(Data for this exercise Opens)
//! Approval flow editor CLI.
//!
//! Provides the `approval` binary. Every subcommand loads one stored
//! document from the store directory, applies a single engine operation and
//! saves the document back, so each invocation is one edit.
//!
//! Exit codes: 0 = success, 1 = engine error, 2 = invariant check failure,
//! 3 = I/O or parse error.

use std::fs;
use std::path::{Path, PathBuf};
use std::process;

use clap::{Parser, Subcommand};
use tracing::Level;

use approval_core::layout::step_route;
use approval_core::{audit, ApprovalGraph, CoreError, Edge, LayoutConfig, Node, NodeId, NodeKind};
use approval_storage::{DirectoryStore, DocumentStore, Session, StorageError};

const CONFIG_ENV: &str = "APPROVAL_LAYOUT";

/// Edit approval workflow documents.
#[derive(Parser)]
#[command(name = "approval", about = "Edit approval workflow documents")]
struct Cli {
    /// Directory holding the stored documents.
    #[arg(short, long, global = true, default_value = ".")]
    store: PathBuf,

    /// Layout configuration file (JSON). Falls back to $APPROVAL_LAYOUT.
    #[arg(short, long, global = true)]
    config: Option<PathBuf>,

    /// Log more (-v info, -vv debug).
    #[arg(short, long, global = true, action = clap::ArgAction::Count)]
    verbose: u8,

    #[command(subcommand)]
    command: Commands,
}

/// Available subcommands.
#[derive(Subcommand)]
enum Commands {
    /// Create a document with one approver between start and end.
    New {
        doc: String,
        /// Title of the initial approver.
        #[arg(long, default_value = "new approver")]
        approver: String,
    },
    /// Print nodes and edges.
    Show {
        doc: String,
        /// Also print the step route drawn for each edge.
        #[arg(long)]
        routes: bool,
    },
    /// Print the document JSON to stdout.
    Export { doc: String },
    /// Replace a document with the contents of a JSON file.
    Import { doc: String, file: PathBuf },
    /// Insert an approver in series after a node.
    Serial {
        doc: String,
        after: String,
        /// Split the edge into the end node instead.
        #[arg(long)]
        before_end: bool,
    },
    /// Insert an approver parallel to a node.
    Parallel { doc: String, beside: String },
    /// Delete a node and reconnect its neighbours.
    DeleteNode { doc: String, id: String },
    /// Delete a single edge.
    DeleteEdge {
        doc: String,
        source: String,
        target: String,
    },
    /// Change a node's title.
    Rename {
        doc: String,
        id: String,
        title: String,
    },
    /// Audit a document and report every broken invariant.
    Check { doc: String },
    /// List stored documents.
    List,
    /// Delete a stored document.
    Remove { doc: String },
}

fn main() {
    let cli = Cli::parse();

    let level = match cli.verbose {
        0 => Level::WARN,
        1 => Level::INFO,
        _ => Level::DEBUG,
    };
    tracing_subscriber::fmt()
        .with_max_level(level)
        .with_writer(std::io::stderr)
        .init();

    process::exit(run(cli));
}

/// Dispatches one subcommand and returns the process exit code.
fn run(cli: Cli) -> i32 {
    let config = match load_config(cli.config.as_deref()) {
        Ok(config) => config,
        Err(msg) => {
            eprintln!("Error: {}", msg);
            return 3;
        }
    };

    let mut store = match DirectoryStore::open(&cli.store) {
        Ok(store) => store,
        Err(e) => {
            eprintln!(
                "Error: failed to open store '{}': {}",
                cli.store.display(),
                e
            );
            return 3;
        }
    };

    match cli.command {
        Commands::New { doc, approver } => run_new(&mut store, &doc, &approver, config),
        Commands::Show { doc, routes } => with_session(&store, &doc, config, |session| {
            print_graph(session.graph(), routes);
            Ok(())
        }),
        Commands::Export { doc } => with_session(&store, &doc, config, |session| {
            let json = session.export().to_json_pretty()?;
            println!("{}", json);
            Ok(())
        }),
        Commands::Import { doc, file } => run_import(&mut store, &doc, &file, config),
        Commands::Serial {
            doc,
            after,
            before_end,
        } => edit(&mut store, &doc, config, |session| {
            let node = session.insert_serial(&NodeId::new(after), before_end)?;
            print_node(&node);
            Ok(())
        }),
        Commands::Parallel { doc, beside } => edit(&mut store, &doc, config, |session| {
            let node = session.insert_parallel(&NodeId::new(beside))?;
            print_node(&node);
            Ok(())
        }),
        Commands::DeleteNode { doc, id } => edit(&mut store, &doc, config, |session| {
            let node = session.delete_node(&NodeId::new(id))?;
            print_node(&node);
            Ok(())
        }),
        Commands::DeleteEdge {
            doc,
            source,
            target,
        } => edit(&mut store, &doc, config, |session| {
            let edge = Edge::new(source, target);
            if !session.delete_edge(&edge) {
                return Err(CoreError::InvalidEdge {
                    reason: format!("{edge}: no such edge"),
                }
                .into());
            }
            Ok(())
        }),
        Commands::Rename { doc, id, title } => edit(&mut store, &doc, config, |session| {
            session.rename_node(&NodeId::new(id), title)?;
            Ok(())
        }),
        Commands::Check { doc } => run_check(&store, &doc, config),
        Commands::List => match store.list() {
            Ok(names) => {
                for name in names {
                    println!("{}", name);
                }
                0
            }
            Err(e) => report(&e),
        },
        Commands::Remove { doc } => match store.delete(&doc) {
            Ok(()) => 0,
            Err(e) => report(&e),
        },
    }
}

/// Reads the layout configuration from `path`, then `$APPROVAL_LAYOUT`,
/// then the defaults.
fn load_config(path: Option<&Path>) -> Result<LayoutConfig, String> {
    let path = match path {
        Some(path) => path.to_path_buf(),
        None => match std::env::var(CONFIG_ENV) {
            Ok(path) if !path.is_empty() => PathBuf::from(path),
            _ => return Ok(LayoutConfig::default()),
        },
    };
    let text = fs::read_to_string(&path)
        .map_err(|e| format!("failed to read config '{}': {}", path.display(), e))?;
    serde_json::from_str(&text)
        .map_err(|e| format!("invalid config '{}': {}", path.display(), e))
}

fn run_new(store: &mut DirectoryStore, doc: &str, approver: &str, config: LayoutConfig) -> i32 {
    match store.exists(doc) {
        Ok(false) => {}
        Ok(true) => {
            eprintln!("Error: document '{}' already exists", doc);
            return 3;
        }
        Err(e) => return report(&e),
    }
    let graph = ApprovalGraph::seeded(config, approver);
    match store.save_graph(doc, &graph) {
        Ok(()) => 0,
        Err(e) => report(&e),
    }
}

fn run_import(store: &mut DirectoryStore, doc: &str, file: &Path, config: LayoutConfig) -> i32 {
    let text = match fs::read_to_string(file) {
        Ok(text) => text,
        Err(e) => {
            eprintln!("Error: failed to read '{}': {}", file.display(), e);
            return 3;
        }
    };
    let mut session = Session::new(config);
    let result = session
        .import_json(&text)
        .and_then(|()| store.save_graph(doc, session.graph()));
    match result {
        Ok(()) => 0,
        Err(e) => report(&e),
    }
}

fn run_check(store: &DirectoryStore, doc: &str, config: LayoutConfig) -> i32 {
    let graph = match store.load_graph(doc, config) {
        Ok(graph) => graph,
        Err(e) => return report(&e),
    };
    let violations = audit(&graph);
    if violations.is_empty() {
        println!(
            "ok: {} nodes, {} edges",
            graph.node_count(),
            graph.edge_count()
        );
        return 0;
    }
    eprintln!("Check failed with {} violation(s):", violations.len());
    for violation in &violations {
        eprintln!("  - {}", violation);
    }
    2
}

/// Loads `doc` into a session and runs a read-only command on it.
fn with_session<F>(store: &DirectoryStore, doc: &str, config: LayoutConfig, f: F) -> i32
where
    F: FnOnce(&Session) -> Result<(), StorageError>,
{
    let session = match store.load_graph(doc, config) {
        Ok(graph) => Session::with_graph(graph),
        Err(e) => return report(&e),
    };
    match f(&session) {
        Ok(()) => 0,
        Err(e) => report(&e),
    }
}

/// Loads `doc`, applies one edit and saves it back. Nothing is written if
/// the edit fails.
fn edit<F>(store: &mut DirectoryStore, doc: &str, config: LayoutConfig, f: F) -> i32
where
    F: FnOnce(&mut Session) -> Result<(), StorageError>,
{
    let mut session = match store.load_graph(doc, config) {
        Ok(graph) => Session::with_graph(graph),
        Err(e) => return report(&e),
    };
    let result = f(&mut session)
        .and_then(|()| store.save_graph(doc, session.graph()));
    match result {
        Ok(()) => 0,
        Err(e) => report(&e),
    }
}

/// Prints `e` and maps it to an exit code.
fn report(e: &StorageError) -> i32 {
    match e {
        StorageError::Structure(err) => {
            eprintln!("Error: {}", err);
            1
        }
        _ => {
            eprintln!("Error: {}", e);
            3
        }
    }
}

fn print_node(node: &Node) {
    let json = serde_json::to_string(node)
        .unwrap_or_else(|e| format!("{{\"error\": \"failed to serialize node: {}\"}}", e));
    println!("{}", json);
}

fn print_graph(graph: &ApprovalGraph, routes: bool) {
    let canvas = graph.canvas();
    println!("canvas {} x {}", canvas.width, canvas.height);
    println!("nodes:");
    for node in graph.nodes() {
        println!(
            "  {:<12} {:<8} ({:>7}, {:>7})  {}",
            node.id.as_str(),
            kind_label(node.kind()),
            node.x,
            node.y,
            node.title
        );
    }
    println!("edges:");
    for edge in graph.edges() {
        println!("  {}", edge);
        if !routes {
            continue;
        }
        let source = graph.node(edge.source.as_str());
        let target = graph.node(edge.target.as_str());
        if let (Some(source), Some(target)) = (source, target) {
            let points: Vec<String> = step_route(graph.config(), source, target)
                .iter()
                .map(|(x, y)| format!("{x},{y}"))
                .collect();
            println!("    {}", points.join(" "));
        }
    }
}

fn kind_label(kind: NodeKind) -> &'static str {
    match kind {
        NodeKind::Start => "start",
        NodeKind::End => "end",
        NodeKind::Approver => "approver",
    }
}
(Data for this exercise Closes)
Print the lines above, unchanged, from the start of the records to the line with "back to $APPROVAL_LAYOUT.", including that final line.

Solved exercise
//! Approval flow editor CLI.
//!
//! Provides the `approval` binary. Every subcommand loads one stored
//! document from the store directory, applies a single engine operation and
//! saves the document back, so each invocation is one edit.
//!
//! Exit codes: 0 = success, 1 = engine error, 2 = invariant check failure,
//! 3 = I/O or parse error.

use std::fs;
use std::path::{Path, PathBuf};
use std::process;

use clap::{Parser, Subcommand};
use tracing::Level;

use approval_core::layout::step_route;
use approval_core::{audit, ApprovalGraph, CoreError, Edge, LayoutConfig, Node, NodeId, NodeKind};
use approval_storage::{DirectoryStore, DocumentStore, Session, StorageError};

const CONFIG_ENV: &str = "APPROVAL_LAYOUT";

/// Edit approval workflow documents.
#[derive(Parser)]
#[command(name = "approval", about = "Edit approval workflow documents")]
struct Cli {
    /// Directory holding the stored documents.
    #[arg(short, long, global = true, default_value = ".")]
    store: PathBuf,

    /// Layout configuration file (JSON). Falls back to $APPROVAL_LAYOUT.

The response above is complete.